PassingStranger · 03/07/2024 21:45

I can see their point, they want to spend time with the grandkids on holiday.
They might come in useful as babysitters lol.

That's what I was thinking but totally understand your point of view. As the 'in-laws' we may not realise when we're getting on your nerves so it's best not to risk longer term damage and resentment when you know these opportunities are so limited and your kids will be teenagers before you know it!!

ArthurChristmas22 · 07/07/2024 13:21

I find some of the responses on here heartbreaking. My parents and MIL are of an age now when they simply can't come on holidays with us. I would have loved my parents to suggest coming when they were able but didn't know all I hear are regrets. Just talk to them. If they are keen to go on holiday with you, explain it. We don't think this holiday is right, kids are young, we will be on beach all day whatever the weather. What about a weekend later on in year when we do x,y and z. For example, for a few years we included parents and MIL in Centerparc/Bluestone trips.
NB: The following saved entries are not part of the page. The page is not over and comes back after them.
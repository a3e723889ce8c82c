use crate::error::{ClientError, ClientResult};
use std::fs;
use std::path::Path;

const ALLOWED_EXTENSIONS: &[&str] = &[".xlsx", ".xls"];
pub const INVALID_FILE_TYPE_MESSAGE: &str = "Please select an Excel file (.xlsx or .xls)";

/// Extension check on the file name only; the content is never sniffed.
pub fn is_excel_file_name(name: &str) -> bool {
    let lowered = name.to_lowercase();
    ALLOWED_EXTENSIONS.iter().any(|ext| lowered.ends_with(ext))
}

pub fn validate_file_name(name: &str) -> ClientResult<()> {
    if is_excel_file_name(name) {
        Ok(())
    } else {
        Err(ClientError::validation(INVALID_FILE_TYPE_MESSAGE))
    }
}

/// Human readable size, e.g. `1.5 KB`.
pub fn format_file_size(bytes: u64) -> String {
    const UNITS: [&str; 4] = ["Bytes", "KB", "MB", "GB"];
    if bytes == 0 {
        return "0 Bytes".to_string();
    }
    let mut value = bytes as f64;
    let mut unit = 0;
    while value >= 1024.0 && unit < UNITS.len() - 1 {
        value /= 1024.0;
        unit += 1;
    }
    let formatted = format!("{value:.2}");
    let trimmed = formatted.trim_end_matches('0').trim_end_matches('.');
    format!("{trimmed} {}", UNITS[unit])
}

/// A file accepted by intake and held in memory until it is submitted.
#[derive(Debug, Clone, PartialEq, Eq)]
pub struct StagedFile {
    name: String,
    bytes: Vec<u8>,
}

impl StagedFile {
    pub fn from_bytes(name: impl Into<String>, bytes: Vec<u8>) -> ClientResult<Self> {
        let name = name.into();
        validate_file_name(&name)?;
        Ok(Self {
            name,
            bytes,
        })
    }

    /// Validates the name before touching the disk.
    pub fn from_path(path: impl AsRef<Path>) -> ClientResult<Self> {
        let path = path.as_ref();
        let name = path
            .file_name()
            .map(|name| name.to_string_lossy().to_string())
            .unwrap_or_default();
        validate_file_name(&name)?;
        let bytes = fs::read(path)
            .map_err(|e| ClientError::Storage(format!("read {}: {e}", path.display())))?;
        Ok(Self {
            name,
            bytes,
        })
    }

    pub fn name(&self) -> &str {
        &self.name
    }

    pub fn bytes(&self) -> &[u8] {
        &self.bytes
    }

    pub fn size(&self) -> u64 {
        self.bytes.len() as u64
    }

    /// Text shown in place of the drop area once a file is staged.
    pub fn descriptor(&self) -> String {
        format!("{} ({})", self.name, format_file_size(self.size()))
    }
}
There's a lot of guided activity, so they were happy watching, taking photos etc. They also joined in sometimes so kids had an activity with grandparents, but then generally they'd go back to a lodge for a rest. But, then they'd step up when we got back to give us a break or watch them so me and husband could go for a drink. My MIL would come with us on UK hols and do the food, castle, beach activity but was also happy on her own a few days with a book. You just need to set boundaries. Saying NO just causes an argument and a boundary that they don't understand. I don't have a perfect relationship by any means, we have had a terrible few years, but my parents are dying and I wish we'd handled some things quite differently to what we did.

hellywelly3 · 07/07/2024 13:29

We had exactly this with my in laws. They live 20 minutes away from where we live and never really bother but wanted to meet up on holiday. We said no several times. Then had SIL calling and texting about us not seeing them.
We had 1 week holiday and did not want to share.
Be firm

hellywelly3 · 07/07/2024 13:33

Also I see the comments about babysitting etc but not all grandparents do this. Some are purely interested in what I call “photo events”. No interest in grandchildren unless it’s something that they can brag about to their friends.
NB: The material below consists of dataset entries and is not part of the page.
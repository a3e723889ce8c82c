//! Progress poller: follows one session until a terminal message shows up.

use crate::event::{AppEvent, PollEvent};
use crate::feed::ProgressFeed;
use crate::model::{MessageKind, ProgressMessage};
use crate::render::{render_messages, MessageBlock};
use log::{debug, warn};
use once_cell::sync::Lazy;
use regex::Regex;
use tokio::sync::mpsc::UnboundedSender;
use tokio::task::JoinHandle;

static DOWNLOAD_NAME_PATTERN: Lazy<Regex> =
    Lazy::new(|| Regex::new(r"File: (.+)$").expect("valid download name regex"));

/// How a finished session ended.
#[derive(Debug, Clone, PartialEq, Eq)]
pub enum Outcome {
    Succeeded { download: Option<String> },
    Failed,
}

/// Result of one fetch: the freshly rendered region, and the outcome when the
/// sequence contained a terminal message.
#[derive(Debug, Clone, PartialEq, Eq)]
pub struct Tick {
    pub blocks: Vec<MessageBlock>,
    pub outcome: Option<Outcome>,
}

impl Tick {
    pub fn from_messages(messages: &[ProgressMessage]) -> Self {
        Self {
            blocks: render_messages(messages),
            outcome: outcome_of(messages),
        }
    }

    pub fn is_terminal(&self) -> bool {
        self.outcome.is_some()
    }
}

/// A terminal message anywhere ends polling, but only the last message
/// decides between success and failure.
pub fn outcome_of(messages: &[ProgressMessage]) -> Option<Outcome> {
    if !messages.iter().any(|message| message.kind.is_terminal()) {
        return None;
    }
    match messages.last() {
        Some(last) if last.kind == MessageKind::Success => Some(Outcome::Succeeded {
            download: download_name(last),
        }),
        _ => Some(Outcome::Failed),
    }
}

/// Prefers the structured `filename` field and falls back to a trailing
/// `File: <name>` in the text.
pub fn download_name(message: &ProgressMessage) -> Option<String> {
    if let Some(name) = message.filename.as_deref().filter(|name| !name.is_empty()) {
        return Some(name.to_string());
    }
    DOWNLOAD_NAME_PATTERN
        .captures(&message.text)
        .map(|caps| caps[1].to_string())
}

/// Drives `feed` until a terminal tick or a feed failure, reporting every
/// tick to `events`.
pub async fn run_poller(
    session_id: String,
    mut feed: Box<dyn ProgressFeed>,
    events: UnboundedSender<AppEvent>,
) {
    loop {
        let messages = match feed.next_snapshot().await {
            Ok(messages) => messages,
            Err(error) => {
                warn!("polling session {} failed: {}", session_id, error);
                let _ = events.send(AppEvent::Poll {
                    session_id,
                    event: PollEvent::Failed(error),
                });
                return;
            }
        };

        let tick = Tick::from_messages(&messages);
        let terminal = tick.is_terminal();
        debug!(
            "session {}: {} messages, terminal={}",
            session_id,
            messages.len(),
            terminal
        );

        if events
            .send(AppEvent::Poll {
                session_id: session_id.clone(),
                event: PollEvent::Tick(tick),
            })
            .is_err()
        {
            debug!("controller gone, stopping poller for {}", session_id);
            return;
        }

        if terminal {
            return;
        }
    }
}

/// Owned handle to a running poller. Dropping it stops the task.
#[derive(Debug)]
pub struct PollerHandle {
    session_id: String,
    task: JoinHandle<()>,
}

impl PollerHandle {
    pub fn spawn(
        session_id: &str,
        feed: Box<dyn ProgressFeed>,
        events: UnboundedSender<AppEvent>,
    ) -> Self {
        let task = tokio::spawn(run_poller(session_id.to_string(), feed, events));
        Self {
            session_id: session_id.to_string(),
            task,
        }
    }

    pub fn session_id(&self) -> &str {
        &self.session_id
    }

    pub fn cancel(self) {
        drop(self);
    }
}

impl Drop for PollerHandle {
    fn drop(&mut self) {
        self.task.abort();
    }
}

#[cfg(test)]
mod tests {
    use super::*;
    use crate::error::{ClientError, ClientResult};
    use async_trait::async_trait;
    use std::collections::VecDeque;
    use std::sync::atomic::{AtomicUsize, Ordering};
    use std::sync::Arc;
    use tokio::sync::mpsc;

    fn msg(kind: MessageKind, text: &str) -> ProgressMessage {
        ProgressMessage::new(kind, text, "12:00:00")
    }

    struct ScriptedFeed {
        script: VecDeque<ClientResult<Vec<ProgressMessage>>>,
        fetches: Arc<AtomicUsize>,
    }

    #[async_trait]
    impl ProgressFeed for ScriptedFeed {
        async fn next_snapshot(&mut self) -> ClientResult<Vec<ProgressMessage>> {
            self.fetches.fetch_add(1, Ordering::SeqCst);
            self.script
                .pop_front()
                .unwrap_or_else(|| Err(ClientError::Network("script exhausted".into())))
        }
    }

    fn scripted(
        script: Vec<ClientResult<Vec<ProgressMessage>>>,
    ) -> (Box<dyn ProgressFeed>, Arc<AtomicUsize>) {
        let fetches = Arc::new(AtomicUsize::new(0));
        let feed = ScriptedFeed {
            script: script.into(),
            fetches: fetches.clone(),
        };
        (Box::new(feed), fetches)
    }

    async fn collect(feed: Box<dyn ProgressFeed>) -> Vec<PollEvent> {
        let (tx, mut rx) = mpsc::unbounded_channel();
        run_poller("s1".into(), feed, tx).await;
        let mut events = Vec::new();
        while let Ok(AppEvent::Poll { session_id, event }) = rx.try_recv() {
            assert_eq!(session_id, "s1");
            events.push(event);
        }
        events
    }

    #[test]
    fn no_terminal_message_means_no_outcome() {
        let messages = vec![msg(MessageKind::Info, "a"), msg(MessageKind::Warning, "b")];
        assert_eq!(outcome_of(&messages), None);
        assert_eq!(outcome_of(&[]), None);
    }

    #[test]
    fn success_offers_the_embedded_file_name() {
        let messages = vec![
            msg(MessageKind::Info, "Starting"),
            msg(
                MessageKind::Success,
                "Translation completed! 3 rows translated. File: report.xlsx",
            ),
        ];
        assert_eq!(
            outcome_of(&messages),
            Some(Outcome::Succeeded {
                download: Some("report.xlsx".into())
            })
        );
    }

    #[test]
    fn structured_file_name_wins_over_text() {
        let last = msg(MessageKind::Success, "Done. File: from-text.xlsx").with_filename("field.xlsx");
        assert_eq!(download_name(&last).as_deref(), Some("field.xlsx"));
        assert_eq!(download_name(&msg(MessageKind::Success, "Done")), None);
    }

    #[test]
    fn last_message_decides_the_outcome() {
        let messages = vec![
            msg(MessageKind::Success, "partial. File: a.xlsx"),
            msg(MessageKind::Error, "Translation failed: boom"),
        ];
        assert_eq!(outcome_of(&messages), Some(Outcome::Failed));

        // A terminal message earlier in the list still ends polling.
        let messages = vec![
            msg(MessageKind::Error, "Translation error: timeout"),
            msg(MessageKind::Info, "Row 2/2: Translating..."),
        ];
        assert_eq!(outcome_of(&messages), Some(Outcome::Failed));
    }

    #[tokio::test]
    async fn stops_on_first_terminal_tick() {
        let (feed, fetches) = scripted(vec![
            Ok(vec![msg(MessageKind::Info, "Starting")]),
            Ok(vec![msg(MessageKind::Info, "Starting"), msg(MessageKind::Input, "你好")]),
            Ok(vec![
                msg(MessageKind::Info, "Starting"),
                msg(MessageKind::Input, "你好"),
                msg(MessageKind::Success, "Done. File: out.xlsx"),
            ]),
            Ok(vec![msg(MessageKind::Info, "never fetched")]),
        ]);

        let events = collect(feed).await;
        assert_eq!(fetches.load(Ordering::SeqCst), 3);
        assert_eq!(events.len(), 3);
        let outcomes: Vec<bool> = events
            .iter()
            .map(|event| matches!(event, PollEvent::Tick(tick) if tick.is_terminal()))
            .collect();
        assert_eq!(outcomes, vec![false, false, true]);
        match &events[2] {
            PollEvent::Tick(tick) => {
                assert_eq!(tick.blocks.len(), 3);
                assert_eq!(
                    tick.outcome,
                    Some(Outcome::Succeeded {
                        download: Some("out.xlsx".into())
                    })
                );
            }
            other => panic!("unexpected event {other:?}"),
        }
    }

    #[tokio::test]
    async fn feed_failure_stops_immediately() {
        let (feed, fetches) = scripted(vec![
            Ok(vec![msg(MessageKind::Info, "Starting")]),
            Err(ClientError::Network("connection refused".into())),
            Ok(vec![msg(MessageKind::Success, "never fetched")]),
        ]);

        let events = collect(feed).await;
        assert_eq!(fetches.load(Ordering::SeqCst), 2);
        assert_eq!(
            events.last(),
            Some(&PollEvent::Failed(ClientError::Network(
                "connection refused".into()
            )))
        );
    }

    #[tokio::test]
    async fn dropping_the_handle_aborts_the_task() {
        struct PendingFeed;

        #[async_trait]
        impl ProgressFeed for PendingFeed {
            async fn next_snapshot(&mut self) -> ClientResult<Vec<ProgressMessage>> {
                futures::future::pending().await
            }
        }

        let (tx, mut rx) = mpsc::unbounded_channel();
        let handle = PollerHandle::spawn("s2", Box::new(PendingFeed), tx);
        assert_eq!(handle.session_id(), "s2");
        handle.cancel();
        // The sender lived inside the aborted task, so the channel closes.
        assert!(rx.recv().await.is_none());
    }
}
Vodkamummy · 07/07/2024 13:37

That is the height of rudeness just inviting yourself along on someone else's holiday, family or not, why do some parents feel it's OK to do this? Would they do this to friends? They need to be told as tactfully as possible if we wanted you there we would have invited you. Time to set some boundaries, good luck x

grumpygrape · 07/07/2024 13:40

What did your OH say when you discussed it ? You have discussed it haven't you?